The squeeze is driving up pay and inflation, making it likely the Bank of England will raise interest rates as early as next month.

Alongside Covid-19, the ONS said Brexit was a cause but that it was “difficult to disentangle the effects” between the two. The UK formally left the EU last January.

The decline in net immigration partly reflects restrictions on international travel to fight the spread of the coronavirus. The last time the UK experienced net emigration by EU nationals was 30 years ago, when the bloc was much smaller and 1,000 left the UK.

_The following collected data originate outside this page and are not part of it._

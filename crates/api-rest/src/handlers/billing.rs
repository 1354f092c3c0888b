//! Billing accounts, discounts, payments, discharge and the revenue dashboard.

use crate::error::{ApiError, ApiResult};
use crate::AppState;
use api_shared::dto;
use axum::extract::{Path, Query, State};
use axum::http::StatusCode;
use axum::{Extension, Json};
use chrono::NaiveDate;
use hms_core::db::parse_date;
use hms_core::{DashboardFilter, User};
use serde::Deserialize;

#[derive(Debug, Default, Deserialize)]
pub struct DashboardQuery {
    pub branch_id: Option<i64>,
    /// Inclusive start day, `YYYY-MM-DD`.
    pub from: Option<String>,
    /// Inclusive end day, `YYYY-MM-DD`.
    pub to: Option<String>,
}

fn query_date(field: &str, value: Option<&str>) -> ApiResult<Option<NaiveDate>> {
    value
        .map(parse_date)
        .transpose()
        .map_err(|_| ApiError::validation(field, "expected YYYY-MM-DD"))
}

#[utoipa::path(
    post,
    path = "/billing/accounts",
    request_body = dto::OpenBillingAccountReq,
    responses(
        (status = 201, description = "Account opened with its invoice number", body = dto::BillingAccountRes),
        (status = 409, description = "Encounter already has an account")
    )
)]
#[axum::debug_handler]
pub async fn open_account(
    State(state): State<AppState>,
    Json(req): Json<dto::OpenBillingAccountReq>,
) -> ApiResult<(StatusCode, Json<dto::BillingAccountRes>)> {
    let account = state.billing.open(&req)?;
    Ok((StatusCode::CREATED, Json(account)))
}

#[utoipa::path(
    get,
    path = "/billing/accounts/{id}",
    responses(
        (status = 200, description = "Billing account", body = dto::BillingAccountRes),
        (status = 404, description = "No such account")
    )
)]
#[axum::debug_handler]
pub async fn get_account(
    State(state): State<AppState>,
    Path(id): Path<i64>,
) -> ApiResult<Json<dto::BillingAccountRes>> {
    Ok(Json(state.billing.get(id)?))
}

#[utoipa::path(
    post,
    path = "/billing/accounts/{id}/charges",
    request_body = dto::AddChargeReq,
    responses(
        (status = 200, description = "Charge added", body = dto::BillingAccountRes),
        (status = 409, description = "Account not open")
    )
)]
#[axum::debug_handler]
pub async fn add_charge(
    State(state): State<AppState>,
    Path(id): Path<i64>,
    Json(req): Json<dto::AddChargeReq>,
) -> ApiResult<Json<dto::BillingAccountRes>> {
    Ok(Json(state.billing.add_charge(id, &req)?))
}

#[utoipa::path(
    post,
    path = "/billing/accounts/{id}/discount",
    request_body = dto::ApplyDiscountReq,
    responses(
        (status = 200, description = "Discount approved", body = dto::BillingAccountRes),
        (status = 403, description = "Approver is not an admin"),
        (status = 422, description = "Discount exceeds balance")
    )
)]
#[axum::debug_handler]
pub async fn apply_discount(
    State(state): State<AppState>,
    Extension(user): Extension<User>,
    Path(id): Path<i64>,
    Json(req): Json<dto::ApplyDiscountReq>,
) -> ApiResult<Json<dto::BillingAccountRes>> {
    let account = state.billing.apply_discount(id, &req, &user)?;
    Ok(Json(account))
}

#[utoipa::path(
    post,
    path = "/billing/accounts/{id}/payments",
    request_body = dto::RecordPaymentReq,
    responses(
        (status = 201, description = "Payment recorded", body = dto::PaymentRes),
        (status = 422, description = "Payment exceeds balance or unknown method")
    )
)]
#[axum::debug_handler]
pub async fn record_payment(
    State(state): State<AppState>,
    Extension(user): Extension<User>,
    Path(id): Path<i64>,
    Json(req): Json<dto::RecordPaymentReq>,
) -> ApiResult<(StatusCode, Json<dto::PaymentRes>)> {
    let payment = state.billing.record_payment(id, &req, &user)?;
    Ok((StatusCode::CREATED, Json(payment)))
}

#[utoipa::path(
    post,
    path = "/billing/accounts/{id}/discharge",
    responses(
        (status = 200, description = "Account discharged and encounter completed", body = dto::BillingAccountRes),
        (status = 409, description = "Outstanding balance")
    )
)]
#[axum::debug_handler]
pub async fn discharge(
    State(state): State<AppState>,
    Path(id): Path<i64>,
) -> ApiResult<Json<dto::BillingAccountRes>> {
    let account = state.billing.discharge(id)?;
    state.invalidate_dashboards();
    Ok(Json(account))
}

#[utoipa::path(
    get,
    path = "/billing/dashboard",
    params(
        ("branch_id" = Option<i64>, Query, description = "Restrict to one branch"),
        ("from" = Option<String>, Query, description = "Window start, YYYY-MM-DD"),
        ("to" = Option<String>, Query, description = "Window end, YYYY-MM-DD")
    ),
    responses(
        (status = 200, description = "Revenue, discount and payment-method rollups", body = dto::BillingDashboardRes),
        (status = 422, description = "Malformed or inverted window")
    )
)]
#[axum::debug_handler]
pub async fn dashboard(
    State(state): State<AppState>,
    Query(query): Query<DashboardQuery>,
) -> ApiResult<Json<dto::BillingDashboardRes>> {
    let filter = DashboardFilter {
        branch_id: query.branch_id,
        from: query_date("from", query.from.as_deref())?,
        to: query_date("to", query.to.as_deref())?,
    };
    Ok(Json(state.billing.dashboard(&filter)?))
}
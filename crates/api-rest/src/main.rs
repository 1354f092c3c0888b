//! Standalone REST API server binary.
//!
//! ## Purpose
//! Runs the REST API server on its own, without the background job scheduler.
//!
//! ## Intended use
//! Useful for development and debugging when you only want the REST server (with OpenAPI/Swagger
//! UI). The workspace's main `hms-run` binary runs the REST server and the jobs together.

use api_rest::{build_router, AppState};
use hms_core::{CoreConfig, Database, EnvValues};
use std::sync::Arc;
use tracing_subscriber::{layer::SubscriberExt, util::SubscriberInitExt};

/// Main entry point for the HMS REST API server
///
/// # Environment Variables
/// - `HMS_REST_ADDR`: Server address (default: "0.0.0.0:3000")
/// - `HMS_DATABASE_PATH`: SQLite database file (default: "hms.sqlite3")
/// - `HMS_CACHE_TTL_SECS`, `HMS_RESERVATION_MINUTES`, `HMS_DEFAULT_BRANCH`
///
/// # Errors
/// Returns an error if:
/// - the logging/tracing configuration cannot be initialised,
/// - the configuration is invalid or the database cannot be opened and migrated,
/// - the server address cannot be bound, or
/// - the HTTP server fails while running.
#[tokio::main]
async fn main() -> anyhow::Result<()> {
    dotenvy::dotenv().ok();

    tracing_subscriber::registry()
        .with(
            tracing_subscriber::EnvFilter::from_default_env()
                .add_directive("api_rest=info".parse()?)
                .add_directive("hms_core=info".parse()?),
        )
        .with(tracing_subscriber::fmt::layer())
        .init();

    let cfg = Arc::new(CoreConfig::from_env_values(EnvValues::from_process_env())?);
    let db = Database::open(cfg.database_path())?;

    let addr = cfg.rest_addr().to_string();
    tracing::info!("-- Starting HMS REST API on {}", addr);

    let app = build_router(AppState::new(db, cfg));
    let listener = tokio::net::TcpListener::bind(&addr).await?;
    axum::serve(listener, app).await?;

    Ok(())
}
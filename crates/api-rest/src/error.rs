//! Mapping from core errors to HTTP responses.
//!
//! Every error body has the shape `{"error": {"code", "message", "field"?}}`. Internal failures
//! are logged with their detail and reported to the client generically.

use axum::http::StatusCode;
use axum::response::{IntoResponse, Response};
use axum::Json;
use hms_core::HmsError;
use serde::Serialize;

#[derive(Debug, Serialize)]
pub struct ErrorBody {
    pub error: ErrorDetail,
}

#[derive(Debug, Serialize)]
pub struct ErrorDetail {
    pub code: &'static str,
    pub message: String,
    #[serde(skip_serializing_if = "Option::is_none")]
    pub field: Option<String>,
}

#[derive(Debug, thiserror::Error)]
pub enum ApiError {
    #[error("authentication required")]
    Unauthorized,
    #[error("forbidden: {0}")]
    Forbidden(String),
    #[error("not found: {0}")]
    NotFound(String),
    #[error("conflict: {0}")]
    Conflict(String),
    #[error("{field}: {message}")]
    Validation { field: Option<String>, message: String },
    #[error("bad request: {0}")]
    BadRequest(String),
    #[error("internal error: {0}")]
    Internal(String),
}

impl ApiError {
    pub fn validation(field: impl Into<String>, message: impl Into<String>) -> Self {
        Self::Validation {
            field: Some(field.into()),
            message: message.into(),
        }
    }
}

pub type ApiResult<T> = Result<T, ApiError>;

impl IntoResponse for ApiError {
    fn into_response(self) -> Response {
        let (status, code, message, field) = match self {
            ApiError::Unauthorized => (
                StatusCode::UNAUTHORIZED,
                "AUTH_REQUIRED",
                "Authentication required".to_string(),
                None,
            ),
            ApiError::Forbidden(detail) => (StatusCode::FORBIDDEN, "FORBIDDEN", detail, None),
            ApiError::NotFound(detail) => (StatusCode::NOT_FOUND, "NOT_FOUND", detail, None),
            ApiError::Conflict(detail) => (StatusCode::CONFLICT, "CONFLICT", detail, None),
            ApiError::Validation { field, message } => (
                StatusCode::UNPROCESSABLE_ENTITY,
                "VALIDATION_FAILED",
                message,
                field,
            ),
            ApiError::BadRequest(detail) => (StatusCode::BAD_REQUEST, "BAD_REQUEST", detail, None),
            ApiError::Internal(detail) => {
                tracing::error!(detail, "API internal error");
                (
                    StatusCode::INTERNAL_SERVER_ERROR,
                    "INTERNAL",
                    "An internal error occurred".to_string(),
                    None,
                )
            }
        };

        let body = ErrorBody {
            error: ErrorDetail {
                code,
                message,
                field,
            },
        };
        (status, Json(body)).into_response()
    }
}

impl From<HmsError> for ApiError {
    fn from(err: HmsError) -> Self {
        match err {
            HmsError::NotFound { .. } => ApiError::NotFound(err.to_string()),
            HmsError::Validation { field, message } => ApiError::Validation {
                field: Some(field),
                message,
            },
            HmsError::InvalidEnum { field, value } => ApiError::Validation {
                message: format!("invalid value: {value}"),
                field: Some(field),
            },
            HmsError::Text(e) => ApiError::Validation {
                field: None,
                message: e.to_string(),
            },
            HmsError::InvalidTimestamp(value) => ApiError::Validation {
                field: None,
                message: format!("invalid timestamp: {value}"),
            },
            HmsError::Conflict(detail) => ApiError::Conflict(detail),
            HmsError::Forbidden(detail) => ApiError::Forbidden(detail),
            HmsError::InvalidInput(detail) => ApiError::BadRequest(detail),
            other => ApiError::Internal(other.to_string()),
        }
    }
}

#[cfg(test)]
mod tests {
    use super::*;

    #[test]
    fn core_errors_map_to_statuses() {
        let cases = [
            (HmsError::not_found("patient", 7), StatusCode::NOT_FOUND),
            (HmsError::validation("amount_cents", "too large"), StatusCode::UNPROCESSABLE_ENTITY),
            (HmsError::Conflict("busy".into()), StatusCode::CONFLICT),
            (HmsError::Forbidden("admin only".into()), StatusCode::FORBIDDEN),
            (HmsError::LockPoisoned, StatusCode::INTERNAL_SERVER_ERROR),
        ];
        for (err, status) in cases {
            assert_eq!(ApiError::from(err).into_response().status(), status);
        }
    }

    #[test]
    fn validation_keeps_the_field() {
        match ApiError::from(HmsError::validation("lab_test_id", "inactive")) {
            ApiError::Validation { field, .. } => assert_eq!(field.as_deref(), Some("lab_test_id")),
            other => panic!("unexpected: {other}"),
        }
    }
}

A separate and more up-to-date ONS population UK release for the year to June 2021 suggested that the trend continued. The number of EU nationals living in the UK was estimated to have fallen by 200,000 to 3.4 million by that point.

The drop in EU migration in the year to December 2020 was driven by fewer Europeans coming to the UK rather than resident EU nationals leaving. An estimated 130,000 more non-EU nationals came to the UK in 2020 than left, but that figure was also sharply lower than recent years. 

In 2019, net non-EU immigration was 277,000.

“Although there is no evidence of an exodus from the UK in 2020, global travel restrictions meant the movement of people was limited, with all data sources suggesting migration fell to the lowest level seen for many years,” said Jay Lindop, director of the Centre for International Migration at the ONS.

“These are our best current estimates for international migration over this period,” he said. 

“However, they are modeled figures based on experimental research and subject to a high level of uncertainty.”